What has changed and what is new

The hope is that this summer will be a bridge between a year and a half of pandemic education to a fall for all and a “normal” school year 2021-22.

The abrupt shift to distance learning in March 2020, followed by a fall and winter of ‘hybrid’ teaching and debates on synchronous learning versus asynchronous learning, put a strain on students, parents and educators.

School districts in the Lower Hudson Valley have attempted to adhere to sometimes ambiguous state health and safety guidelines and county-by-county councils, while feeling pressure from some parents to reopen schools.

The disparities between affluent suburban neighborhoods and more needy and diverse neighborhoods have also become clearer than ever, with urban neighborhoods needing months to provide laptops and Wi-Fi hotspots to all students.

The News / lohud Journal covered the issues and challenges families and schools face every step of the way. Here are some recent articles on education in the region, which will be updated over the summer:

Many students continue to learn at home: Most school districts have started bringing students back to school four or five days a week in March or April. Yet, as late as early May, tens of thousands of students across the region were still choosing to stay home for distance learning. Why?

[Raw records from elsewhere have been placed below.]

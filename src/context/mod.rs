//! Optional prompt context: a state-store snapshot and a tool-agent answer.

pub mod fragment;
pub mod relevance;
pub mod state_store;

pub use fragment::{ContextFragment, ContextSource};
pub use relevance::{AlwaysRelevant, KeywordRelevance, RelevancePredicate};
pub use state_store::{NO_STATE_FOUND, PostgresStateStore, SqliteStateStore, StateStore};

use crate::agent::{AgentCell, AgentInput};
use crate::error::PipelineError;
use crate::pipeline::events::{Disconnected, EventSink, StreamEvent};
use crate::pipeline::request::Request;
use std::sync::Arc;

/// Fragments gathered for one request, plus the fatal error that ended
/// aggregation early, if any.
#[derive(Debug, Default)]
pub struct ContextOutcome {
    pub fragments: Vec<ContextFragment>,
    pub fatal: Option<PipelineError>,
}

/// Agent wiring: the shared handle, when to call it, and whether its failure
/// fails the request.
pub struct AgentBinding {
    pub cell: Arc<AgentCell>,
    pub relevance: Arc<dyn RelevancePredicate>,
    pub required: bool,
}

pub struct ContextAggregator {
    state_store: Option<Arc<dyn StateStore>>,
    agent: Option<AgentBinding>,
}

impl ContextAggregator {
    pub fn new(state_store: Option<Arc<dyn StateStore>>, agent: Option<AgentBinding>) -> Self {
        Self { state_store, agent }
    }

    /// The shared agent handle, for warm-up at startup.
    pub fn agent_cell(&self) -> Option<&Arc<AgentCell>> {
        self.agent.as_ref().map(|binding| &binding.cell)
    }

    /// Gather context for `request`, narrating progress on `sink`.
    ///
    /// State-store failures degrade to a failed fragment. Agent failures are
    /// returned in [`ContextOutcome::fatal`] when they must stop the request.
    pub async fn aggregate(
        &self,
        request: &Request,
        sink: &EventSink,
    ) -> Result<ContextOutcome, Disconnected> {
        let mut outcome = ContextOutcome::default();

        if let Some(store) = &self.state_store {
            outcome
                .fragments
                .push(self.fetch_state(store.as_ref(), sink).await?);
        }

        if let Some(binding) = &self.agent {
            if binding.relevance.is_relevant(request.text()) {
                match self.consult_agent(binding, request, sink).await? {
                    Ok(fragment) => outcome.fragments.push(fragment),
                    Err(error) => outcome.fatal = Some(error),
                }
            } else {
                sink.log("Request does not need the MCP agent; skipping it.")
                    .await?;
            }
        }

        Ok(outcome)
    }

    async fn fetch_state(
        &self,
        store: &dyn StateStore,
        sink: &EventSink,
    ) -> Result<ContextFragment, Disconnected> {
        sink.log(format!("Fetching current state from {}...", store.name()))
            .await?;

        match sink.until_closed(store.fetch_rows()).await? {
            Ok(rows) => {
                tracing::debug!(rows = rows.len(), "state store fetched");
                sink.log("State fetched.").await?;
                Ok(ContextFragment::ok(
                    ContextSource::StateStore,
                    state_store::render_rows(&rows),
                ))
            }
            Err(e) => {
                let error = PipelineError::ContextFetch {
                    source_name: store.name(),
                    message: crate::llm::sanitize_api_error(&format!("{e:#}")),
                };
                tracing::warn!("{error}");
                sink.log(format!("{error}; continuing without state."))
                    .await?;
                Ok(ContextFragment::failed(
                    ContextSource::StateStore,
                    error.to_string(),
                ))
            }
        }
    }

    async fn consult_agent(
        &self,
        binding: &AgentBinding,
        request: &Request,
        sink: &EventSink,
    ) -> Result<Result<ContextFragment, PipelineError>, Disconnected> {
        let first_use = !binding.cell.is_initialized();
        if first_use {
            sink.log("Connecting to MCP server...").await?;
        }

        let agent = match sink.until_closed(binding.cell.get_or_init()).await? {
            Ok(agent) => agent,
            Err(error) => return Ok(Err(error)),
        };
        if first_use {
            sink.log("Connected to MCP server and agent initialized.")
                .await?;
        }

        sink.log("Streaming MCP agent response...").await?;
        let input = AgentInput::from_user(request.text());

        match sink.until_closed(agent.invoke(input)).await? {
            Ok(transcript) => {
                let lines = transcript.lines();
                for line in &lines {
                    sink.emit(StreamEvent::mcp(line.clone())).await?;
                }
                Ok(Ok(ContextFragment::ok(ContextSource::Agent, lines.join("\n"))))
            }
            Err(e) => {
                let error = PipelineError::AgentInvocation(format!("{e:#}"));
                if binding.required {
                    return Ok(Err(error));
                }
                tracing::warn!("{error}");
                sink.log(format!("{error}; continuing without agent context."))
                    .await?;
                Ok(Ok(ContextFragment::failed(
                    ContextSource::Agent,
                    error.to_string(),
                )))
            }
        }
    }
}

#[cfg(test)]
mod tests {
    use super::*;
    use crate::agent::{AgentFactory, ToolAgent, Transcript, TranscriptEntry};
    use std::future::Future;
    use std::pin::Pin;

    struct StaticStore(Result<Vec<String>, String>);

    impl StateStore for StaticStore {
        fn name(&self) -> &'static str {
            "static"
        }

        fn fetch_rows(
            &self,
        ) -> Pin<Box<dyn Future<Output = anyhow::Result<Vec<String>>> + Send + '_>> {
            let result = self.0.clone().map_err(|message| anyhow::anyhow!(message));
            Box::pin(async move { result })
        }
    }

    struct LinesAgent(Result<Vec<&'static str>, &'static str>);

    impl ToolAgent for LinesAgent {
        fn invoke<'a>(
            &'a self,
            _input: AgentInput,
        ) -> Pin<Box<dyn Future<Output = anyhow::Result<Transcript>> + Send + 'a>> {
            Box::pin(async move {
                match &self.0 {
                    Ok(lines) => Ok(Transcript::new(
                        lines
                            .iter()
                            .map(|line| TranscriptEntry::Assistant((*line).to_string()))
                            .collect(),
                    )),
                    Err(message) => Err(anyhow::anyhow!(*message)),
                }
            })
        }
    }

    struct ReadyFactory(Arc<dyn ToolAgent>);

    impl AgentFactory for ReadyFactory {
        fn connect(
            &self,
        ) -> Pin<Box<dyn Future<Output = anyhow::Result<Arc<dyn ToolAgent>>> + Send + '_>> {
            let agent = Arc::clone(&self.0);
            Box::pin(async move { Ok(agent) })
        }
    }

    fn binding(agent: LinesAgent, required: bool) -> AgentBinding {
        AgentBinding {
            cell: Arc::new(AgentCell::new(Arc::new(ReadyFactory(Arc::new(agent))))),
            relevance: Arc::new(KeywordRelevance::new(["terraform"])),
            required,
        }
    }

    async fn run(
        aggregator: &ContextAggregator,
        text: &str,
    ) -> (ContextOutcome, Vec<StreamEvent>) {
        let (sink, mut rx) = EventSink::channel();
        let request = Request::new(text).unwrap();
        let collector = tokio::spawn(async move {
            let mut events = Vec::new();
            while let Some(event) = rx.recv().await {
                events.push(event);
            }
            events
        });
        let outcome = aggregator.aggregate(&request, &sink).await.unwrap();
        drop(sink);
        (outcome, collector.await.unwrap())
    }

    #[tokio::test]
    async fn store_failure_is_logged_not_fatal() {
        let aggregator = ContextAggregator::new(
            Some(Arc::new(StaticStore(Err("connection refused".into())))),
            Some(binding(LinesAgent(Ok(vec!["use aws 5.x"])), true)),
        );

        let (outcome, events) = run(&aggregator, "terraform aws provider?").await;
        assert!(outcome.fatal.is_none());
        assert_eq!(outcome.fragments.len(), 2);
        assert!(!outcome.fragments[0].ok);
        assert!(outcome.fragments[1].ok);
        assert!(events.iter().all(|event| event.kind() != "error"));
        assert!(
            events
                .iter()
                .any(|event| event.text().contains("static query failed: connection refused"))
        );
    }

    #[tokio::test]
    async fn empty_store_yields_sentinel_fragment() {
        let aggregator =
            ContextAggregator::new(Some(Arc::new(StaticStore(Ok(vec![])))), None);
        let (outcome, _) = run(&aggregator, "hello").await;
        assert_eq!(
            outcome.fragments,
            vec![ContextFragment::ok(ContextSource::StateStore, NO_STATE_FOUND)]
        );
    }

    #[tokio::test]
    async fn agent_lines_stream_as_mcp_events() {
        let aggregator = ContextAggregator::new(
            None,
            Some(binding(LinesAgent(Ok(vec!["line one", "line two"])), true)),
        );
        let (outcome, events) = run(&aggregator, "Terraform modules").await;

        let mcp: Vec<&str> = events
            .iter()
            .filter(|event| event.kind() == "mcp")
            .map(StreamEvent::text)
            .collect();
        assert_eq!(mcp, ["[assistant] line one", "[assistant] line two"]);
        assert_eq!(
            outcome.fragments[0].text,
            "[assistant] line one\n[assistant] line two"
        );
    }

    #[tokio::test]
    async fn irrelevant_request_skips_agent() {
        let aggregator = ContextAggregator::new(
            None,
            Some(binding(LinesAgent(Err("should not run")), true)),
        );
        let (outcome, events) = run(&aggregator, "hello").await;
        assert!(outcome.fatal.is_none());
        assert!(outcome.fragments.is_empty());
        assert!(events.iter().all(|event| event.kind() == "log"));
    }

    #[tokio::test]
    async fn required_agent_failure_is_fatal() {
        let aggregator = ContextAggregator::new(
            None,
            Some(binding(LinesAgent(Err("tool server crashed")), true)),
        );
        let (outcome, _) = run(&aggregator, "terraform").await;
        assert!(matches!(
            outcome.fatal,
            Some(PipelineError::AgentInvocation(ref msg)) if msg.contains("tool server crashed")
        ));
    }

    #[tokio::test]
    async fn optional_agent_failure_degrades() {
        let aggregator = ContextAggregator::new(
            None,
            Some(binding(LinesAgent(Err("tool server crashed")), false)),
        );
        let (outcome, events) = run(&aggregator, "terraform").await;
        assert!(outcome.fatal.is_none());
        assert!(!outcome.fragments[0].ok);
        assert!(events.iter().all(|event| event.kind() == "log"));
    }
}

Students reflect on pandemic in trials: After a year like no other, Lifting Up Westchester, a responsive nonprofit, asked students to write essays on what they learned during the pandemic. The winning essays were honest and hopeful, dealing with isolation, the importance of relationships, economic uncertainty in the face of the less fortunate, and racism.

Freshman Janira Martinez, 15, at Peekskill High School on April 28, 2021. Martinez won first place in the 9th / 10th grade category of the "What I learned from the pandemic" essay contest sponsored by Lifting Up Westchester, a nonprofit organization that provides food, shelter and support to thousands of people each year.

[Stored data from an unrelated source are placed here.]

use clap::{ArgAction, Parser, Subcommand};
use tracing::Level;

/// `guarded-relay` - guardrail-gated, context-augmented LLM relay.
#[derive(Parser, Debug)]
#[command(name = "guarded-relay")]
#[command(version)]
#[command(about = "Scan, enrich, generate, scan again: a guarded LLM relay.", long_about = None)]
pub struct Cli {
    /// Config file (default: ~/.guarded-relay/config.toml)
    #[arg(short, long, global = true)]
    pub config: Option<String>,

    /// Increase log verbosity (-v debug, -vv trace)
    #[arg(short, long, action = ArgAction::Count, global = true)]
    pub verbose: u8,

    #[command(subcommand)]
    pub command: Commands,
}

impl Cli {
    pub fn log_level(&self) -> Level {
        match self.verbose {
            0 => Level::INFO,
            1 => Level::DEBUG,
            _ => Level::TRACE,
        }
    }
}

#[derive(Subcommand, Debug)]
pub enum Commands {
    /// Start the HTTP gateway (SSE + JSON chat endpoints)
    Serve {
        /// Port to listen on (use 0 for random available port)
        #[arg(short, long)]
        port: Option<u16>,

        /// Host to bind to
        #[arg(long)]
        host: Option<String>,
    },

    /// Run one request through the pipeline and print its events as JSON lines
    Ask {
        /// The user message
        message: String,
    },

    /// Scan a piece of text with the guardrail and print the decision
    Scan {
        /// Text to classify
        text: String,
    },
}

Time spent in school was essential for students with disabilities: Starting in the fall, school districts have made it a priority to have as many students with significant disabilities in school as possible. Many of these students prospered. But many students with less severe disabilities have struggled with blended education.

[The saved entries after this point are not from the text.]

//! Tool-augmented agent: an MCP-backed tool loop over the generation model,
//! plus the once-initialized handle the pipeline shares across requests.

pub mod mcp;
pub mod tool_loop;
pub mod transcript;

pub use mcp::{McpConnection, ToolExecutor, ToolOutput};
pub use tool_loop::{LoopStopReason, ToolLoop, ToolLoopResult};
pub use transcript::{Transcript, TranscriptEntry};

use crate::config::AgentConfig;
use crate::error::PipelineError;
use crate::llm::{ContentBlock, MessageRole, Provider, ProviderMessage};
use serde::{Deserialize, Serialize};
use std::future::Future;
use std::pin::Pin;
use std::sync::Arc;
use tokio::sync::OnceCell;

// ── Agent input ──────────────────────────────────────────────────────────────

#[derive(Debug, Clone, PartialEq, Eq, Serialize, Deserialize)]
pub struct AgentMessage {
    pub role: MessageRole,
    pub content: String,
}

/// `{ "messages": [{ "role": "user", "content": ... }] }`
#[derive(Debug, Clone, PartialEq, Eq, Serialize, Deserialize)]
pub struct AgentInput {
    pub messages: Vec<AgentMessage>,
}

impl AgentInput {
    pub fn from_user(content: impl Into<String>) -> Self {
        Self {
            messages: vec![AgentMessage {
                role: MessageRole::User,
                content: content.into(),
            }],
        }
    }

    fn into_provider_messages(self) -> Vec<ProviderMessage> {
        self.messages
            .into_iter()
            .map(|message| ProviderMessage {
                role: message.role,
                content: vec![ContentBlock::Text {
                    text: message.content,
                }],
            })
            .collect()
    }
}

// ── Traits ───────────────────────────────────────────────────────────────────

/// A reasoning service that may call tools before answering.
pub trait ToolAgent: Send + Sync {
    fn invoke<'a>(
        &'a self,
        input: AgentInput,
    ) -> Pin<Box<dyn Future<Output = anyhow::Result<Transcript>> + Send + 'a>>;
}

/// Builds a connected [`ToolAgent`]. Called at most once per successful init.
pub trait AgentFactory: Send + Sync {
    fn connect(&self) -> Pin<Box<dyn Future<Output = anyhow::Result<Arc<dyn ToolAgent>>> + Send + '_>>;
}

// ── MCP-backed agent ─────────────────────────────────────────────────────────

pub struct McpAgent {
    tool_loop: ToolLoop,
}

impl McpAgent {
    pub fn new(tool_loop: ToolLoop) -> Self {
        Self { tool_loop }
    }
}

impl ToolAgent for McpAgent {
    fn invoke<'a>(
        &'a self,
        input: AgentInput,
    ) -> Pin<Box<dyn Future<Output = anyhow::Result<Transcript>> + Send + 'a>> {
        Box::pin(async move {
            let result = self.tool_loop.run(input.into_provider_messages()).await?;
            tracing::debug!(
                iterations = result.iterations,
                stop_reason = ?result.stop_reason,
                "agent run finished"
            );
            Ok(result.transcript)
        })
    }
}

/// Connects to the configured MCP server and wraps it in a tool loop.
pub struct McpAgentFactory {
    provider: Arc<dyn Provider>,
    mcp_url: String,
    model: String,
    max_iterations: u32,
}

impl McpAgentFactory {
    pub fn new(provider: Arc<dyn Provider>, config: &AgentConfig, default_model: &str) -> Self {
        Self {
            provider,
            mcp_url: config.mcp_url.clone(),
            model: config
                .model
                .clone()
                .unwrap_or_else(|| default_model.to_string()),
            max_iterations: config.max_iterations,
        }
    }
}

impl AgentFactory for McpAgentFactory {
    fn connect(&self) -> Pin<Box<dyn Future<Output = anyhow::Result<Arc<dyn ToolAgent>>> + Send + '_>> {
        Box::pin(async move {
            let connection = McpConnection::connect_http(&self.mcp_url).await?;
            let tool_loop = ToolLoop::new(
                Arc::clone(&self.provider),
                Arc::new(connection),
                self.model.clone(),
                0.0,
                self.max_iterations,
            );
            Ok(Arc::new(McpAgent::new(tool_loop)) as Arc<dyn ToolAgent>)
        })
    }
}

// ── Shared handle ────────────────────────────────────────────────────────────

/// Lazily-connected agent shared by every request.
///
/// Concurrent first callers wait on a single initializer. A failed
/// initialization leaves the cell empty so the next caller tries again.
pub struct AgentCell {
    factory: Arc<dyn AgentFactory>,
    cell: OnceCell<Arc<dyn ToolAgent>>,
}

impl AgentCell {
    pub fn new(factory: Arc<dyn AgentFactory>) -> Self {
        Self {
            factory,
            cell: OnceCell::new(),
        }
    }

    pub fn is_initialized(&self) -> bool {
        self.cell.initialized()
    }

    pub async fn get_or_init(&self) -> Result<Arc<dyn ToolAgent>, PipelineError> {
        self.cell
            .get_or_try_init(|| async {
                tracing::info!("initializing tool agent");
                self.factory.connect().await.map_err(|e| {
                    tracing::warn!("agent initialization failed: {e:#}");
                    PipelineError::AgentInit(format!("{e:#}"))
                })
            })
            .await
            .map(Arc::clone)
    }
}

What was distance student attendance like? We may never really know. When most districts started blended education in the fall, their data systems were not able to record separate attendance records for students in school and those learning remotely at home.

Students in various districts were more likely not to have Internet access: Throughout the fall, many more students in districts with large black and Hispanic enrollments lacked the technology and internet service needed for distance learning, study finds.

Students and their tutors line up on the first day of instruction at Edward Williams School in Mount Vernon on November 16, 2020.

Federal aid, state aid increases current windfall for schools: Many districts in the Hudson Valley will see large federal grants from stimulus bills and / or large increases in state aid. In April, we compiled grant and aid projections for each district. Some figures are modified by modest amounts.

Districts are now planning how to spend federal grants: The state has given school districts until July 1 to release their plans for spending federal grants from the American Rescue Plan. Districts make an early effort to seek community input, as needed, and develop their plans.

What ‘Back to School II’ looked like: In the spring, when many districts reopened schools for in-person teaching, we visited one district to describe how things went.

Lila Fadden, a sixth grader at Rye Middle School, works behind a plexiglass partition on March 25.

What will happen to Regents exams after COVID? For two years in a row, due to the pandemic, New York City students did not have to take the Regents exams to earn the course credits required for graduation. Some believe that exams should no longer be required, period. The state plans to review New York’s graduation requirements soon.

Why equity in education never happened: The Journal News / lohud produced a series on systemic inequalities in northern suburbs. This segment explains the story of racism, segregation, and funding inequalities that have produced a region of neighboring school districts with vastly different resources and opportunities for students.